Stored data entries
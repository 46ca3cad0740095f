//! Output formats for load test results

pub mod csv_export;
pub mod excel;
pub mod json_export;
pub mod summary;

pub use csv_export::CsvExporter;
pub use excel::ExcelExporter;
pub use json_export::JsonExporter;
pub use summary::render_summary;

#[cfg(test)]
pub(crate) mod test_support {
    use crate::metrics::{CheckRecord, IterationRecord, MetricsCollector, RequestRecord, Sample};
    use crate::runner::RunOutcome;
    use crate::target::Method;
    use crate::thresholds::ThresholdReport;
    use chrono::Utc;
    use std::collections::BTreeMap;
    use std::time::Duration;

    fn request(scenario: &str, method: Method, name: &str, status: u16, ms: f64) -> RequestRecord {
        RequestRecord {
            scenario: scenario.to_string(),
            vu: 1,
            method,
            name: name.to_string(),
            status,
            duration_ms: ms,
            error: None,
            timestamp: Utc::now(),
        }
    }

    /// Three requests across two scenarios, one failed check
    pub fn sample_outcome() -> RunOutcome {
        let mut collector = MetricsCollector::new();
        collector.record(Sample::Iteration(IterationRecord {
            scenario: "normal_browsing".to_string(),
            vu: 1,
            requests: vec![request("normal_browsing", Method::Get, "/matches", 200, 12.0)],
            checks: vec![],
        }));
        collector.record(Sample::Iteration(IterationRecord {
            scenario: "flash_sale_spike".to_string(),
            vu: 1,
            requests: vec![request("flash_sale_spike", Method::Post, "/buy/v1/5", 201, 40.0)],
            checks: vec![],
        }));
        collector.record(Sample::Iteration(IterationRecord {
            scenario: "cpu_stress_test".to_string(),
            vu: 1,
            requests: vec![request(
                "cpu_stress_test",
                Method::Get,
                "/validate-ticket/999",
                503,
                80.0,
            )],
            checks: vec![CheckRecord {
                scenario: "cpu_stress_test".to_string(),
                name: "status 200".to_string(),
                passed: false,
            }],
        }));
        collector.set_elapsed(Duration::from_secs(2));

        RunOutcome {
            metrics: collector.aggregate(),
            collector,
            thresholds: ThresholdReport::default(),
            scenarios: BTreeMap::new(),
        }
    }
}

Brief >> Count of lines that include "requests" in the records above: write that value only.

Answer to this problem >> 4